* [Goal of the exercise]
Copy out the data below verbatim.

(Stored data)
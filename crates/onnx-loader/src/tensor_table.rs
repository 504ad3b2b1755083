use std::collections::HashMap;

use graph_ir::{Graph, NodeId, Tensor};

use crate::error::{Error, Result};
use crate::proto_conversion::{tensor_from_proto, tensor_from_value_info};
use crate::protos::{TensorProto, ValueInfoProto};

/// A table entry: either materialized by the load or lent by the caller.
#[derive(Debug, Clone)]
pub enum TensorSlot<'a> {
    Owned(Tensor),
    Borrowed(&'a Tensor),
}

impl TensorSlot<'_> {
    pub fn tensor(&self) -> &Tensor {
        match self {
            TensorSlot::Owned(tensor) => tensor,
            TensorSlot::Borrowed(tensor) => tensor,
        }
    }

    pub fn is_borrowed(&self) -> bool {
        matches!(self, TensorSlot::Borrowed(_))
    }
}

/// What a value name resolves to.
#[derive(Debug, Clone, Copy)]
pub enum Operand<'t> {
    Tensor(&'t Tensor),
    Value(NodeId),
}

/// Name-keyed store of the tensors and graph values known during one load.
///
/// Caller-bound tensors are inserted first and are never replaced afterwards.
#[derive(Debug, Default)]
pub struct TensorTable<'a> {
    tensors: HashMap<String, TensorSlot<'a>>,
    values: HashMap<String, NodeId>,
}

impl<'a> TensorTable<'a> {
    pub fn new() -> Self {
        Self::default()
    }

    /// Bind a caller-owned tensor to `name`.
    pub fn prebind(&mut self, name: impl Into<String>, tensor: &'a Tensor) {
        self.tensors.insert(name.into(), TensorSlot::Borrowed(tensor));
    }

    pub fn is_prebound(&self, name: &str) -> bool {
        self.tensors.get(name).is_some_and(TensorSlot::is_borrowed)
    }

    /// Insert a tensor materialized by the load. Names bound by the caller are left untouched;
    /// returns whether the tensor was stored.
    pub fn insert(&mut self, name: &str, tensor: Tensor) -> bool {
        if self.is_prebound(name) {
            log::debug!("Keeping caller-bound tensor {name}");
            return false;
        }
        self.tensors
            .insert(name.to_string(), TensorSlot::Owned(tensor));
        true
    }

    /// Materialize initializers, except those shadowed by caller-bound tensors. An initializer
    /// replaces a shape-only slot of the same name.
    pub fn seed_initializers(&mut self, initializers: &[TensorProto]) -> Result<()> {
        for initializer in initializers {
            if self.is_prebound(&initializer.name) {
                log::debug!("Skipping initializer {}: bound by caller", initializer.name);
                continue;
            }
            let tensor = tensor_from_proto(initializer)?;
            self.insert(&initializer.name, tensor);
        }
        Ok(())
    }

    /// Allocate shape-only tensors for declared inputs that have no entry yet, each at most
    /// `limit` bytes.
    pub fn seed_inputs(&mut self, inputs: &[ValueInfoProto], limit: u64) -> Result<()> {
        for input in inputs {
            if self.tensors.contains_key(&input.name) {
                continue;
            }
            let tensor = tensor_from_value_info(input, limit)?;
            log::debug!("Declared input {}: {} {:?}", input.name, tensor.kind(), tensor.dims());
            self.insert(&input.name, tensor);
        }
        Ok(())
    }

    pub fn tensor(&self, name: &str) -> Option<&Tensor> {
        self.tensors.get(name).map(TensorSlot::tensor)
    }

    /// The constant tensor bound to `name`.
    pub fn require_tensor(&self, name: &str) -> Result<&Tensor> {
        if let Some(tensor) = self.tensor(name) {
            return Ok(tensor);
        }
        if self.values.contains_key(name) {
            return Err(Error::NotConstant(name.to_string()));
        }
        Err(Error::UnresolvedValue(name.to_string()))
    }

    pub fn contains_tensor(&self, name: &str) -> bool {
        self.tensors.contains_key(name)
    }

    pub fn bind_value(&mut self, name: &str, value: NodeId) {
        self.values.insert(name.to_string(), value);
    }

    pub fn value(&self, name: &str) -> Option<NodeId> {
        self.values.get(name).copied()
    }

    /// Every name bound to a graph value so far.
    pub fn values(&self) -> &HashMap<String, NodeId> {
        &self.values
    }

    pub fn into_values(self) -> HashMap<String, NodeId> {
        self.values
    }

    /// Resolve a name, preferring a table tensor over a graph value.
    pub fn lookup(&self, name: &str) -> Option<Operand<'_>> {
        self.tensor(name)
            .map(Operand::Tensor)
            .or_else(|| self.value(name).map(Operand::Value))
    }

    /// The graph value for `name`, creating a variable from the table tensor the first time a
    /// constant or declared input is used as an operand.
    pub fn get_or_create_value(&mut self, graph: &mut Graph, name: &str) -> Result<NodeId> {
        if let Some(value) = self.value(name) {
            return Ok(value);
        }
        let tensor = self
            .tensor(name)
            .ok_or_else(|| Error::UnresolvedValue(name.to_string()))?
            .clone();
        let value = graph.create_variable(name, tensor);
        log::debug!("Created variable {value} for {name}");
        self.bind_value(name, value);
        Ok(value)
    }
}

* [Response to the exercise]
filename crates/onnx-loader/src/tensor_table.rs
repository 504ad3b2b1755083
use std::collections::HashMap;

use graph_ir::{Graph, NodeId, Tensor};

use crate::error::{Error, Result};
use crate::proto_conversion::{tensor_from_proto, tensor_from_value_info};
use crate::protos::{TensorProto, ValueInfoProto};

/// A table entry: either materialized by the load or lent by the caller.
#[derive(Debug, Clone)]
pub enum TensorSlot<'a> {
    Owned(Tensor),
    Borrowed(&'a Tensor),
}

impl TensorSlot<'_> {
    pub fn tensor(&self) -> &Tensor {
        match self {
            TensorSlot::Owned(tensor) => tensor,
            TensorSlot::Borrowed(tensor) => tensor,
        }
    }

    pub fn is_borrowed(&self) -> bool {
        matches!(self, TensorSlot::Borrowed(_))
    }
}

/// What a value name resolves to.
#[derive(Debug, Clone, Copy)]
pub enum Operand<'t> {
    Tensor(&'t Tensor),
    Value(NodeId),
}

/// Name-keyed store of the tensors and graph values known during one load.
///
/// Caller-bound tensors are inserted first and are never replaced afterwards.
#[derive(Debug, Default)]
pub struct TensorTable<'a> {
    tensors: HashMap<String, TensorSlot<'a>>,
    values: HashMap<String, NodeId>,
}

impl<'a> TensorTable<'a> {
    pub fn new() -> Self {
        Self::default()
    }

    /// Bind a caller-owned tensor to `name`.
    pub fn prebind(&mut self, name: impl Into<String>, tensor: &'a Tensor) {
        self.tensors.insert(name.into(), TensorSlot::Borrowed(tensor));
    }

    pub fn is_prebound(&self, name: &str) -> bool {
        self.tensors.get(name).is_some_and(TensorSlot::is_borrowed)
    }

    /// Insert a tensor materialized by the load. Names bound by the caller are left untouched;
    /// returns whether the tensor was stored.
    pub fn insert(&mut self, name: &str, tensor: Tensor) -> bool {
        if self.is_prebound(name) {
            log::debug!("Keeping caller-bound tensor {name}");
            return false;
        }
        self.tensors
            .insert(name.to_string(), TensorSlot::Owned(tensor));
        true
    }

    /// Materialize initializers, except those shadowed by caller-bound tensors. An initializer
    /// replaces a shape-only slot of the same name.
    pub fn seed_initializers(&mut self, initializers: &[TensorProto]) -> Result<()> {
        for initializer in initializers {
            if self.is_prebound(&initializer.name) {
                log::debug!("Skipping initializer {}: bound by caller", initializer.name);
                continue;
            }
            let tensor = tensor_from_proto(initializer)?;
            self.insert(&initializer.name, tensor);
        }
        Ok(())
    }

    /// Allocate shape-only tensors for declared inputs that have no entry yet, each at most
    /// `limit` bytes.
    pub fn seed_inputs(&mut self, inputs: &[ValueInfoProto], limit: u64) -> Result<()> {
        for input in inputs {
            if self.tensors.contains_key(&input.name) {
                continue;
            }
            let tensor = tensor_from_value_info(input, limit)?;
            log::debug!("Declared input {}: {} {:?}", input.name, tensor.kind(), tensor.dims());
            self.insert(&input.name, tensor);
        }
        Ok(())
    }

    pub fn tensor(&self, name: &str) -> Option<&Tensor> {
        self.tensors.get(name).map(TensorSlot::tensor)
    }

    /// The constant tensor bound to `name`.
    pub fn require_tensor(&self, name: &str) -> Result<&Tensor> {
        if let Some(tensor) = self.tensor(name) {
            return Ok(tensor);
        }
        if self.values.contains_key(name) {
            return Err(Error::NotConstant(name.to_string()));
        }
        Err(Error::UnresolvedValue(name.to_string()))
    }

    pub fn contains_tensor(&self, name: &str) -> bool {
        self.tensors.contains_key(name)
    }

    pub fn bind_value(&mut self, name: &str, value: NodeId) {
        self.values.insert(name.to_string(), value);
    }

    pub fn value(&self, name: &str) -> Option<NodeId> {
        self.values.get(name).copied()
    }

    /// Every name bound to a graph value so far.
    pub fn values(&self) -> &HashMap<String, NodeId> {
        &self.values
    }

    pub fn into_values(self) -> HashMap<String, NodeId> {
        self.values
    }

    /// Resolve a name, preferring a table tensor over a graph value.
    pub fn lookup(&self, name: &str) -> Option<Operand<'_>> {
        self.tensor(name)
            .map(Operand::Tensor)
            .or_else(|| self.value(name).map(Operand::Value))
    }

    /// The graph value for `name`, creating a variable from the table tensor the first time a
    /// constant or declared input is used as an operand.
    pub fn get_or_create_value(&mut self, graph: &mut Graph, name: &str) -> Result<NodeId> {
        if let Some(value) = self.value(name) {
            return Ok(value);
        }
        let tensor = self
            .tensor(name)
            .ok_or_else(|| Error::UnresolvedValue(name.to_string()))?
            .clone();
        let value = graph.create_variable(name, tensor);
        log::debug!("Created variable {value} for {name}");
        self.bind_value(name, value);
        Ok(value)
    }
}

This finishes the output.